Il convient toutefois de rappeler l'importance du travail critique de Christian Salmon sur les dérives d'un tel parti pris idéologique. Salmon63(*) dénonce la séduction émotionnelle des nouveaux gourous (politiques, artistes, publicitaires..) dans leur entreprise de fabulation. C'est précisément en des temps d'incertitude ,d'insécurité mondialisée que la résurgence des mythes , du sentiment d'appartenance, ou l'exacerbation de l'affect et son pouvoir d'adhésion se confirment. A l'opposé de Muniz Sodré, Salmon démontre que les engrenages narratifs des récits artificiels ainsi constitués orientent les flux émotionnels, conduisent les individus à s'identifier à des modèles spécieux, tout en déstabilisant les réflexes critiques pour mieux asseoir « la suspension provisoire de l'incrédulité » chère à Coleridge. Comme dans un méchanisme basique de manipulation des esprits, ces récits « placebos 64(*)» produisent un effet de surprise de nature à intégrer, séduire, programmer psychiquement les gens en proie à des souffrances morales, non dépassées, des désirs contradictoires de plus en plus nombreux; cette perte de repère généralisée constitue le terrain idéal pour des discours en apparence réparateurs mais en réalité totalement destructeurs et aliénants pour la conscience et la condition humaine.
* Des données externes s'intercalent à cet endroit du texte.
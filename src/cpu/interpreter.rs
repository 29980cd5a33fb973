//! Bundled reference implementation of the [`CpuEngine`] contract.
//!
//! A deliberately small 68000 interpreter: enough of the instruction set to
//! run the bundled tests and simple doors (immediate moves, register moves,
//! absolute and displacement jumps/calls, branches, quick arithmetic, test,
//! stop). Anything outside the subset is an engine error with the offending
//! opcode and address, which is the honest answer for a reference engine —
//! production deployments slot a full-fidelity engine in through the trait.
//!
//! Cycle costs are the coarse 68000 figures; cooperative scheduling only needs
//! them to be proportionate, not exact.

use crate::{
    cpu::{CpuEngine, Register, RunOutcome},
    memory::MemoryImage,
    Result,
};

// Status register condition code bits.
const SR_ZERO: u16 = 1 << 2;
const SR_NEGATIVE: u16 = 1 << 3;

/// Reference 68000 interpreter.
///
/// # Examples
///
/// ```rust
/// use amidoor::cpu::{CpuEngine, Interpreter, Register, RunOutcome};
/// use amidoor::memory::MemoryImage;
///
/// let mut memory = MemoryImage::new(0x1000);
/// memory.write_u32(0, 0x0F00)?;    // initial stack pointer
/// memory.write_u32(4, 0x0100)?;    // initial program counter
/// memory.write_u16(0x100, 0x7029)?; // moveq #41,d0
/// memory.write_u16(0x102, 0x4E72)?; // stop
/// memory.write_u16(0x104, 0x2700)?;
///
/// let mut cpu = Interpreter::new();
/// cpu.reset(&memory)?;
/// let outcome = cpu.run(&mut memory, 100)?;
/// assert!(matches!(outcome, RunOutcome::Halted { .. }));
/// assert_eq!(cpu.register(Register::D0), 41);
/// # Ok::<(), amidoor::Error>(())
/// ```
#[derive(Default)]
pub struct Interpreter {
    data: [u32; 8],
    addr: [u32; 8],
    pc: u32,
    sr: u16,
    halted: bool,
    library_regions: Vec<(u32, u32)>,
}

impl Interpreter {
    /// Create an interpreter with a zeroed register file.
    #[must_use]
    pub fn new() -> Self {
        Interpreter::default()
    }

    fn in_library_region(&self, address: u32) -> bool {
        self.library_regions
            .iter()
            .any(|&(start, end)| address >= start && address < end)
    }

    fn set_nz(&mut self, value: u32) {
        self.sr &= !(SR_ZERO | SR_NEGATIVE);
        if value == 0 {
            self.sr |= SR_ZERO;
        }
        if value & 0x8000_0000 != 0 {
            self.sr |= SR_NEGATIVE;
        }
    }

    fn push_u32(&mut self, memory: &mut MemoryImage, value: u32) -> Result<()> {
        self.addr[7] = self.addr[7].wrapping_sub(4);
        memory.write_u32(self.addr[7], value)
    }

    fn pop_u32(&mut self, memory: &MemoryImage) -> Result<u32> {
        let value = memory.read_u32(self.addr[7])?;
        self.addr[7] = self.addr[7].wrapping_add(4);
        Ok(value)
    }

    /// Resolve a branch displacement encoded in the low byte of `op`.
    fn branch_target(&mut self, memory: &MemoryImage, op: u16) -> Result<(u32, u32)> {
        let base = self.pc.wrapping_add(2);
        let disp8 = op as u8 as i8;
        if disp8 == 0 {
            let disp16 = memory.read_u16(base)? as i16;
            Ok((base.wrapping_add(disp16 as u32), 4))
        } else {
            Ok((base.wrapping_add(disp8 as u32), 2))
        }
    }

    /// Execute a call to `target`, trapping when it lands in library space.
    fn call(
        &mut self,
        memory: &mut MemoryImage,
        target: u32,
        return_address: u32,
        cycles: u32,
    ) -> Result<Option<RunOutcome>> {
        self.push_u32(memory, return_address)?;
        self.pc = target;
        if self.in_library_region(target) {
            return Ok(Some(RunOutcome::LibraryCall { target, cycles }));
        }
        Ok(None)
    }

    /// Execute one instruction, returning its cycle cost, or an early outcome.
    fn step(&mut self, memory: &mut MemoryImage, consumed: u32) -> Result<StepResult> {
        let op = memory.read_u16(self.pc)?;

        match op {
            // nop
            0x4E71 => {
                self.pc = self.pc.wrapping_add(2);
                return Ok(StepResult::Continue(4));
            }
            // rts
            0x4E75 => {
                self.pc = self.pop_u32(memory)?;
                return Ok(StepResult::Continue(16));
            }
            // stop #imm16 — the halt instruction of this environment
            0x4E72 => {
                self.sr = memory.read_u16(self.pc.wrapping_add(2))?;
                self.pc = self.pc.wrapping_add(4);
                self.halted = true;
                return Ok(StepResult::Outcome(RunOutcome::Halted {
                    cycles: consumed + 4,
                }));
            }
            // jsr (xxx).l
            0x4EB9 => {
                let target = memory.read_u32(self.pc.wrapping_add(2))?;
                let ret = self.pc.wrapping_add(6);
                if let Some(outcome) = self.call(memory, target, ret, consumed + 20)? {
                    return Ok(StepResult::Outcome(outcome));
                }
                return Ok(StepResult::Continue(20));
            }
            // jmp (xxx).l
            0x4EF9 => {
                self.pc = memory.read_u32(self.pc.wrapping_add(2))?;
                return Ok(StepResult::Continue(12));
            }
            _ => {}
        }

        // jsr d16(An) — the canonical library call form: jsr -offset(a6)
        if op & 0xFFF8 == 0x4EA8 {
            let an = self.addr[(op & 7) as usize];
            let disp = memory.read_u16(self.pc.wrapping_add(2))? as i16;
            let target = an.wrapping_add(disp as u32);
            let ret = self.pc.wrapping_add(4);
            if let Some(outcome) = self.call(memory, target, ret, consumed + 18)? {
                return Ok(StepResult::Outcome(outcome));
            }
            return Ok(StepResult::Continue(18));
        }

        // jmp d16(An)
        if op & 0xFFF8 == 0x4EE8 {
            let an = self.addr[(op & 7) as usize];
            let disp = memory.read_u16(self.pc.wrapping_add(2))? as i16;
            self.pc = an.wrapping_add(disp as u32);
            return Ok(StepResult::Continue(10));
        }

        // moveq #imm8,Dn
        if op & 0xF100 == 0x7000 {
            let value = op as u8 as i8 as i32 as u32;
            self.data[((op >> 9) & 7) as usize] = value;
            self.set_nz(value);
            self.pc = self.pc.wrapping_add(2);
            return Ok(StepResult::Continue(4));
        }

        // move.l #imm32,Dn
        if op & 0xF1FF == 0x203C {
            let value = memory.read_u32(self.pc.wrapping_add(2))?;
            self.data[((op >> 9) & 7) as usize] = value;
            self.set_nz(value);
            self.pc = self.pc.wrapping_add(6);
            return Ok(StepResult::Continue(12));
        }

        // movea.l #imm32,An
        if op & 0xF1FF == 0x207C {
            let value = memory.read_u32(self.pc.wrapping_add(2))?;
            self.addr[((op >> 9) & 7) as usize] = value;
            self.pc = self.pc.wrapping_add(6);
            return Ok(StepResult::Continue(12));
        }

        // move.l Ds,Dn
        if op & 0xF1F8 == 0x2000 {
            let value = self.data[(op & 7) as usize];
            self.data[((op >> 9) & 7) as usize] = value;
            self.set_nz(value);
            self.pc = self.pc.wrapping_add(2);
            return Ok(StepResult::Continue(4));
        }

        // move.l Ds,An (movea.l)
        if op & 0xF1F8 == 0x2040 {
            self.addr[((op >> 9) & 7) as usize] = self.data[(op & 7) as usize];
            self.pc = self.pc.wrapping_add(2);
            return Ok(StepResult::Continue(4));
        }

        // lea (xxx).l,An
        if op & 0xF1FF == 0x41F9 {
            self.addr[((op >> 9) & 7) as usize] = memory.read_u32(self.pc.wrapping_add(2))?;
            self.pc = self.pc.wrapping_add(6);
            return Ok(StepResult::Continue(12));
        }

        // tst.l Dn
        if op & 0xFFF8 == 0x4A80 {
            let value = self.data[(op & 7) as usize];
            self.set_nz(value);
            self.pc = self.pc.wrapping_add(2);
            return Ok(StepResult::Continue(4));
        }

        // addq.l #q,Dn / subq.l #q,Dn
        if op & 0xF0F8 == 0x5080 {
            let mut quick = u32::from((op >> 9) & 7);
            if quick == 0 {
                quick = 8;
            }
            let register = (op & 7) as usize;
            let value = if op & 0x0100 == 0 {
                self.data[register].wrapping_add(quick)
            } else {
                self.data[register].wrapping_sub(quick)
            };
            self.data[register] = value;
            self.set_nz(value);
            self.pc = self.pc.wrapping_add(2);
            return Ok(StepResult::Continue(8));
        }

        // bra / beq / bne
        if op & 0xFF00 == 0x6000 || op & 0xFF00 == 0x6700 || op & 0xFF00 == 0x6600 {
            let (target, advance) = self.branch_target(memory, op)?;
            let zero = self.sr & SR_ZERO != 0;
            let taken = match op & 0xFF00 {
                0x6000 => true,
                0x6700 => zero,
                _ => !zero,
            };
            if taken {
                self.pc = target;
            } else {
                self.pc = self.pc.wrapping_add(advance);
            }
            return Ok(StepResult::Continue(10));
        }

        Err(crate::Error::Engine(format!(
            "unimplemented opcode {op:#06x} at {:#010x}",
            self.pc
        )))
    }
}

/// Internal per-instruction result.
enum StepResult {
    /// Instruction retired normally; cycle cost attached.
    Continue(u32),
    /// Execution must suspend with this outcome.
    Outcome(RunOutcome),
}

impl CpuEngine for Interpreter {
    fn register(&self, register: Register) -> u32 {
        match register {
            Register::D0 => self.data[0],
            Register::D1 => self.data[1],
            Register::D2 => self.data[2],
            Register::D3 => self.data[3],
            Register::D4 => self.data[4],
            Register::D5 => self.data[5],
            Register::D6 => self.data[6],
            Register::D7 => self.data[7],
            Register::A0 => self.addr[0],
            Register::A1 => self.addr[1],
            Register::A2 => self.addr[2],
            Register::A3 => self.addr[3],
            Register::A4 => self.addr[4],
            Register::A5 => self.addr[5],
            Register::A6 => self.addr[6],
            Register::A7 => self.addr[7],
            Register::Pc => self.pc,
            Register::Sr => u32::from(self.sr),
        }
    }

    fn set_register(&mut self, register: Register, value: u32) {
        match register {
            Register::D0 => self.data[0] = value,
            Register::D1 => self.data[1] = value,
            Register::D2 => self.data[2] = value,
            Register::D3 => self.data[3] = value,
            Register::D4 => self.data[4] = value,
            Register::D5 => self.data[5] = value,
            Register::D6 => self.data[6] = value,
            Register::D7 => self.data[7] = value,
            Register::A0 => self.addr[0] = value,
            Register::A1 => self.addr[1] = value,
            Register::A2 => self.addr[2] = value,
            Register::A3 => self.addr[3] = value,
            Register::A4 => self.addr[4] = value,
            Register::A5 => self.addr[5] = value,
            Register::A6 => self.addr[6] = value,
            Register::A7 => self.addr[7] = value,
            Register::Pc => self.pc = value,
            Register::Sr => self.sr = value as u16,
        }
    }

    fn add_library_region(&mut self, start: u32, end: u32) {
        self.library_regions.push((start, end));
    }

    fn reset(&mut self, memory: &MemoryImage) -> Result<()> {
        self.addr[7] = memory.read_u32(0)?;
        self.pc = memory.read_u32(4)?;
        self.sr = 0x2700;
        self.halted = false;
        Ok(())
    }

    fn run(&mut self, memory: &mut MemoryImage, cycle_budget: u32) -> Result<RunOutcome> {
        if self.halted {
            return Ok(RunOutcome::Halted { cycles: 0 });
        }

        let mut consumed = 0_u32;
        while consumed < cycle_budget {
            match self.step(memory, consumed)? {
                StepResult::Continue(cycles) => consumed += cycles,
                StepResult::Outcome(outcome) => return Ok(outcome),
            }
        }
        Ok(RunOutcome::Completed { cycles: consumed })
    }
}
Pour Salmon, plus que jamais les spectateurs gagnent à aiguiser leur sens critique, à réagir en secptique face à la recrudescence des formules faciles invitant le spectateur à l'investissement éthique, à cette multiplication des postures humanistes qui pourraient bien se transformer en impostures idéologiques commodes65(*):

« les histoires nous permettent de nous mentir à nous même, nos mensonges nous aident à satisfaire nos désirs »
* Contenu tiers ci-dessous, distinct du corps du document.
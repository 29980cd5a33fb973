// Copyright 2025 Johann Kempter
//
// Licensed under the Apache License, Version 2.0 (the "License");
// you may not use this file except in compliance with the License.
// You may obtain a copy of the License at
//
//     http://www.apache.org/licenses/LICENSE-2.0
//
// Unless required by applicable law or agreed to in writing, software
// distributed under the License is distributed on an "AS IS" BASIS,
// WITHOUT WARRANTIES OR CONDITIONS OF ANY KIND, either express or implied.
// See the License for the specific language governing permissions and
// limitations under the License.
//
// SPDX-License-Identifier: Apache-2.0

#![doc(html_no_source)]
#![deny(missing_docs)]
//#![deny(unsafe_code)]
// - 'file/mod.rs' uses mmap to map a file into memory

//! # amidoor
//!
//! An execution environment for AmigaOS hunk-format BBS door programs.
//! Built in pure Rust, `amidoor` loads the classic hunk container format,
//! relocates it into an emulated 68000 address space, and runs it with the
//! shared-library surface doors expect — exec, dos and the door terminal
//! API — bridged to host-side byte streams.
//!
//! ## Features
//!
//! - **Hunk container loading** - Header, code/data/bss and 32-bit relocation
//!   records, with forward-compatible skipping of unknown record types
//! - **Two-phase relocation** - Segment addresses fixed up front, so
//!   cross-segment references resolve regardless of record order
//! - **Library emulation** - exec/dos/door stubs handled host-side, plus
//!   loading of real library binaries with jump-table recovery
//! - **Cooperative sessions** - Bounded cycle slices, wall-clock timeouts and
//!   per-session isolation; one runaway door cannot take the host down
//! - **Pluggable engine** - The CPU sits behind a narrow trait; the built-in
//!   interpreter covers the instruction subset door startup code uses
//!
//! ## Quick Start
//!
//! Add `amidoor` to your `Cargo.toml`:
//!
//! ```toml
//! [dependencies]
//! amidoor = "0.1"
//! ```
//!
//! ### Using the Prelude
//!
//! For convenient access to the most commonly used types, import the prelude:
//!
//! ```rust,no_run
//! use amidoor::prelude::*;
//!
//! let mut session = DoorSession::new(SessionConfig::default())?;
//! session.start("doors/onliner")?;
//! while !session.state().is_terminal() {
//!     session.step()?;
//!     print!("{}", String::from_utf8_lossy(&session.take_output()));
//! }
//! # Ok::<(), amidoor::Error>(())
//! ```
//!
//! ### Inspecting a binary without running it
//!
//! ```rust,no_run
//! use amidoor::hunk::BinaryImage;
//!
//! let image = BinaryImage::from_file(std::path::Path::new("doors/onliner"))?;
//! for segment in image.segments() {
//!     println!("{} segment, {} bytes at {:#010x}", segment.kind, segment.size, segment.address);
//! }
//! # Ok::<(), amidoor::Error>(())
//! ```
//!
//! ## Architecture
//!
//! `amidoor` is organized into several key modules:
//!
//! - [`prelude`] - Convenient re-exports of commonly used types
//! - [`hunk`] - Hunk container parsing and relocation
//! - [`memory`] - The emulated address space, layout and heap
//! - [`cpu`] - The engine contract and the reference interpreter
//! - [`library`] - Stub libraries, real-binary loading and trap routing
//! - [`session`] - The execution session tying it all together
//! - [`Error`] and [`Result`] - Comprehensive error handling
//!
//! ## Error Handling
//!
//! All operations return [`Result<T, Error>`](Result) with specific failure
//! context:
//!
//! ```rust,no_run
//! use amidoor::{hunk::BinaryImage, Error};
//!
//! match BinaryImage::from_file(std::path::Path::new("doors/onliner")) {
//!     Ok(image) => println!("{} segments", image.segments().len()),
//!     Err(Error::Malformed { message, .. }) => println!("Malformed binary: {}", message),
//!     Err(e) => println!("Other error: {}", e),
//! }
//! ```

#[macro_use]
pub(crate) mod error;
pub(crate) mod file;

/// Shared functionality which is used in unit- and integration-tests
#[cfg(test)]
pub(crate) mod test;

/// Convenient re-exports of the most commonly used types.
///
/// # Example
///
/// ```rust,no_run
/// use amidoor::prelude::*;
///
/// let image = BinaryImage::from_file("doors/onliner".as_ref())?;
/// # Ok::<(), amidoor::Error>(())
/// ```
pub mod prelude;

pub mod cpu;
pub mod hunk;
pub mod library;
pub mod memory;
pub mod session;

pub use error::Error;
pub use file::Parser;
pub use hunk::BinaryImage;
pub use session::{DoorSession, SessionConfig, SessionState};

/// The result type used throughout `amidoor`.
pub type Result<T> = std::result::Result<T, Error>;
Salmon dénonce dans ce mensonge organisé, dans cette désinformation tendancieuse, une forme de pouvoir aliénant au détriment du spectateur. Il convient selon lui de se méfier des élaborations fictionnelles qui se proposent de restituer la condition d'une nation tout en la structurant «  non avec des arguments rationnels mais en racontant des histoires(...)ce n'est plus la pertinence qui donne à la parole publique son efficacité, mais la plausibilité, la capacité à remporter l'adhésion, à séduire, à tromper. »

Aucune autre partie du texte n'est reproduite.